Lueurs dans les ténèbres
Tout le monde, il faut le dire, n’a pas cherché à profiter de la situation. Une commerçante de Brooklyn Heights, à qui on avait suggéré de vendre ses bougies à un prix élevé, n’a rien voulu entendre. Elle les vendait à cinquante cents avant la panne, elle a continué à les vendre à ce prix-là.
En apprenant que cinq jeunes gens se rendaient au même endroit qu’elle, une femme offrit de payer le taxi pour tout le monde. Chacun put ainsi rentrer chez soi sans encombre.
D’aucuns ont même reconnu que cette situation critique avait mis en lumière leurs bons côtés. Trois Noirs et quatre Blancs, d’expression espagnole ont travaillé ensemble pour ouvrir la porte d’un ascenseur bloqué entre deux étages.
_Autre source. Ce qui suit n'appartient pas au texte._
use thiserror::Error;

/// Protocol-level error taxonomy.
///
/// The engine maps each variant onto a session outcome: handshake and key
/// agreement failures abort the attempt, a single decryption failure is
/// non-fatal to the read loop, stream errors tear the session down and
/// trigger recovery, and a rejection is fatal with no recovery.
#[derive(Error, Debug)]
pub enum Error {
    /// Peer public key material was malformed, or the exchange produced a
    /// degenerate shared secret.
    #[error("key agreement failed: {0}")]
    KeyAgreement(String),

    /// A received blob could not be decrypted with the session key.
    ///
    /// Deliberately carries no detail: this is the expected signal that a
    /// blob was not an encrypted application frame.
    #[error("decryption failed")]
    Decryption,

    /// The key exchange did not complete.
    #[error("handshake failed: {0}")]
    Handshake(String),

    /// A file transfer was cut short.
    #[error("file transfer failed: {0}")]
    Transfer(String),

    /// The stream closed or errored while the session was active.
    #[error("stream error: {0}")]
    Stream(String),

    /// The pairing was rejected locally during verification.
    #[error("verification rejected")]
    RejectedLocally,

    /// The pairing was rejected by the peer during verification.
    #[error("verification rejected by peer")]
    RejectedByPeer,
}

/// Result type alias using the nearchat error.
pub type Result<T> = std::result::Result<T, Error>;

impl From<std::io::Error> for Error {
    fn from(e: std::io::Error) -> Self {
        Error::Stream(e.to_string())
    }
}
On entendit l’un d’eux dire: “Nous sommes tous amis pour le moment, mais après que nous aurons fait sortir ces gens de l’ascenseur, nous recommencerons à nous injurier et à nous battre.”
Quand la grande roue (de 45 mètres de haut) d’un parc d’attractions s’arrêta, seize passants s’élancèrent pour apporter leur aide. Ils tirèrent la roue à la main, permettant ainsi à ceux qui étaient dessus de descendre.
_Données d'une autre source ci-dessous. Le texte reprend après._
//! Observable session state.
//!
//! Every field a front-end observes is a single-writer
//! [`tokio::sync::watch`] cell mutated only by the service actor, so
//! readers on any scheduling context see each update atomically and never
//! observe a torn value.

use std::time::{SystemTime, UNIX_EPOCH};

use tokio::sync::watch;

/// Connection lifecycle of the single active session.
#[derive(Clone, Copy, Debug, PartialEq, Eq)]
pub enum ConnectionState {
    /// No session and no attempt in progress.
    Disconnected,
    /// Outbound connection attempt in progress (client role).
    Connecting,
    /// Waiting for an inbound connection (server role).
    Listening,
    /// Handshake done; waiting for both sides to accept the code.
    AwaitingVerification,
    /// Verified and active.
    Connected,
}

/// Role the service took when the current attempt began.
///
/// Cleared on full teardown; drives handshake direction and the recovery
/// policy (server relistens, client reconnects to the last known peer).
#[derive(Clone, Copy, Debug, PartialEq, Eq)]
pub(crate) enum ConnectionMode {
    None,
    Server,
    Client,
}

/// Who produced a chat message.
#[derive(Clone, Copy, Debug, PartialEq, Eq)]
pub enum MessageOrigin {
    Mine,
    Theirs,
}

/// One entry in the chat history.
#[derive(Clone, Debug, PartialEq, Eq)]
pub struct ChatMessage {
    /// Unique within one run of the service.
    pub id: u64,
    pub content: String,
    pub origin: MessageOrigin,
    /// Milliseconds since the Unix epoch.
    pub timestamp_ms: u64,
    /// System notices ("file received", "disconnected") rather than chat.
    pub system: bool,
}

/// Direction of the transfer currently in flight.
#[derive(Clone, Copy, Debug, PartialEq, Eq)]
pub enum TransferDirection {
    Sending,
    Receiving,
}

/// Progress of the single in-flight file transfer.
///
/// Absent (`None` in its cell) whenever no transfer is running; at most
/// one transfer is in flight per session.
#[derive(Clone, Debug, PartialEq, Eq)]
pub struct FileTransferProgress {
    pub file_name: String,
    /// 0–100, monotonically non-decreasing within one transfer.
    pub percent: u8,
    pub direction: TransferDirection,
}

/// Read side of every observable cell, handed to front-ends.
#[derive(Clone)]
pub struct StateWatch {
    pub connection_state: watch::Receiver<ConnectionState>,
    pub messages: watch::Receiver<Vec<ChatMessage>>,
    pub verification_code: watch::Receiver<Option<String>>,
    pub file_transfer_progress: watch::Receiver<Option<FileTransferProgress>>,
    pub last_error: watch::Receiver<Option<String>>,
}

/// Write side of every observable cell. Owned by the service actor, which
/// is the only writer.
pub(crate) struct StateCells {
    connection_state: watch::Sender<ConnectionState>,
    messages: watch::Sender<Vec<ChatMessage>>,
    verification_code: watch::Sender<Option<String>>,
    file_transfer_progress: watch::Sender<Option<FileTransferProgress>>,
    last_error: watch::Sender<Option<String>>,
    next_message_id: u64,
    max_messages: usize,
}

impl StateCells {
    pub fn new(max_messages: usize) -> (Self, StateWatch) {
        let (connection_state, connection_state_rx) =
            watch::channel(ConnectionState::Disconnected);
        let (messages, messages_rx) = watch::channel(Vec::new());
        let (verification_code, verification_code_rx) = watch::channel(None);
        let (file_transfer_progress, file_transfer_progress_rx) = watch::channel(None);
        let (last_error, last_error_rx) = watch::channel(None);

        let cells = Self {
            connection_state,
            messages,
            verification_code,
            file_transfer_progress,
            last_error,
            next_message_id: 1,
            max_messages,
        };
        let observers = StateWatch {
            connection_state: connection_state_rx,
            messages: messages_rx,
            verification_code: verification_code_rx,
            file_transfer_progress: file_transfer_progress_rx,
            last_error: last_error_rx,
        };
        (cells, observers)
    }

    pub fn set_state(&self, state: ConnectionState) {
        self.connection_state.send_replace(state);
    }

    /// Appends a chat message, evicting the oldest entry past the
    /// retention cap (chat is strictly chronological, so eviction is FIFO).
    pub fn push_message(&mut self, content: impl Into<String>, origin: MessageOrigin, system: bool) {
        let message = ChatMessage {
            id: self.next_message_id,
            content: content.into(),
            origin,
            timestamp_ms: now_ms(),
            system,
        };
        self.next_message_id += 1;

        let cap = self.max_messages;
        self.messages.send_modify(|history| {
            history.push(message);
            while history.len() > cap {
                history.remove(0);
            }
        });
    }

    pub fn clear_messages(&self) {
        self.messages.send_replace(Vec::new());
    }

    pub fn set_verification_code(&self, code: Option<String>) {
        self.verification_code.send_replace(code);
    }

    /// Overwrites the single last-error slot. Errors are never queued;
    /// only the most recent is retained until explicitly cleared.
    pub fn set_error(&self, message: impl Into<String>) {
        self.last_error.send_replace(Some(message.into()));
    }

    pub fn clear_error(&self) {
        self.last_error.send_replace(None);
    }

    pub fn start_transfer(&self, file_name: impl Into<String>, direction: TransferDirection) {
        self.file_transfer_progress.send_replace(Some(FileTransferProgress {
            file_name: file_name.into(),
            percent: 0,
            direction,
        }));
    }

    pub fn set_transfer_percent(&self, percent: u8) {
        self.file_transfer_progress.send_modify(|progress| {
            if let Some(p) = progress {
                p.percent = percent;
            }
        });
    }

    pub fn clear_transfer(&self) {
        self.file_transfer_progress.send_replace(None);
    }
}

pub(crate) fn now_ms() -> u64 {
    SystemTime::now()
        .duration_since(UNIX_EPOCH)
        .unwrap_or_default()
        .as_millis() as u64
}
Des hommes et des femmes se rendirent dans différents commissariats de police et s’offrirent à diriger la circulation, à participer aux patrouilles de sécurité ou à aider les piétons égarés. D’autres New-Yorkais proposèrent de raccompagner les gens qui habitaient un quartier dangereux.
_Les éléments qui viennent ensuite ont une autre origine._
//! One established peer session.
//!
//! Covers everything between a successful key exchange and teardown: the
//! verification gate, the encrypted frame channel, and file transfer in
//! both directions. The session is an actor — it exclusively owns the
//! connection and the session secret, interleaving command handling and
//! stream reads in a single `select!` loop, so writes are serialized by
//! construction and every observable mutation happens on one task.

use std::path::Path;

use anyhow::Context;
use bytes::BytesMut;
use tokio::fs::File;
use tokio::io::{AsyncReadExt, AsyncWriteExt};
use tokio::sync::mpsc;
use tracing::{debug, warn};

use nearchat_core::crypto::{self, SessionSecret};
use nearchat_core::error::Error;
use nearchat_core::transport::Connection;
use nearchat_core::wire::{self, Frame};

use crate::service::{ServiceCmd, ServiceConfig};
use crate::state::{ConnectionState, MessageOrigin, StateCells, TransferDirection};

/// Largest announced file size the receiver will honor. Anything bigger
/// is a hostile or corrupt header, and the stream behind it cannot be
/// trusted to resynchronize.
const MAX_FILE_SIZE: u64 = 1 << 30;

/// Why an established session ended.
#[derive(Debug)]
pub(crate) enum SessionEnd {
    /// `stop()` was requested: full teardown, no recovery.
    Stopped,
    /// The session failed. The error kind drives the recovery decision:
    /// rejections are deliberate and never recovered, stream and transfer
    /// failures feed the mode-specific recovery policy.
    Failed { error: Error, was_connected: bool },
    /// An explicit start-server request superseded the session.
    RestartServer { addr: String },
}

/// A session from AWAITING_VERIFICATION onwards.
///
/// Owns the connection and secret for its whole lifetime; both are
/// released (and the secret zeroized) when [`run`](ActiveSession::run)
/// returns.
pub(crate) struct ActiveSession<'a, C: Connection> {
    conn: C,
    secret: SessionSecret,
    /// Frame accumulator. Also seeded with bytes that arrived during the
    /// handshake, and temporarily holds raw file payload bytes while a
    /// receive is in progress.
    accum: BytesMut,
    cells: &'a mut StateCells,
    config: &'a ServiceConfig,
    local_accepted: bool,
    peer_accepted: bool,
    connected: bool,
    /// Commands that arrived mid-transfer, replayed once the transfer is
    /// done (writes must not interleave with raw file chunks).
    deferred: Vec<ServiceCmd>,
}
Il y eut des cas où la panne de courant, qui dans certains endroits a duré 25 heures, a rapproché des individus. Les gens sortaient de chez eux et parlaient avec des voisins à qui ils n’avaient pas adressé la parole depuis des années. Un couple dont le divorce allait être prononcé trois mois plus tard se trouva bloqué au 38e étage d’un hôtel. Les époux finirent par se parler, longuement... et ils décidèrent de rester ensemble.
Qu’auriez-vous fait?
C’est en période de catastrophe que l’on voit clairement ce que les gens ont dans le cœur. La revue Time du 25 juillet 1977 écrivit: “Les spécialistes du comportement croient que si les mêmes conditions étaient réunies dans n’importe quelle autre ville des États-Unis, c’est-à-dire une obscurité totale, une forte chaleur et la colère rentrée des classes inférieures, on assisterait à la même éruption de violence et de pillage.” Des événements récents permettent d’en dire autant de beaucoup de villes de bien d’autres pays. Il est donc approprié de se demander ce que nous aurions fait en de pareilles circonstances. Aurions-nous pensé à apporter notre aide? Ou bien nous serions-nous occupés uniquement de notre personne et de nos proches, en nous réfugiant peut-être chez nous sans chercher à nous rendre utiles? Pis encore, aurions-nous pillé les biens de nos semblables sans songer au mal que nous leur faisions? Sans songer non plus que nos voisins seraient privés de magasins capables de leur fournir des articles de première nécessité?
En réalité, on n’a pas besoin d’une catastrophe pour savoir comment un individu réagira dans des circonstances données. Ce qu’il fait jour après jour indique s’il est droit et honnête. “Celui qui est fidèle dans ce qui est très peu, dit la Bible, est fidèle aussi en beaucoup, et celui qui est injuste dans ce qui est très peu est injuste aussi en beaucoup.” (Luc 16:10). Vous efforcez-vous d’être fidèle dans les petites choses, de sorte qu’en période de difficulté vous vous révélerez être une aide précieuse et non un souci pour vos semblables?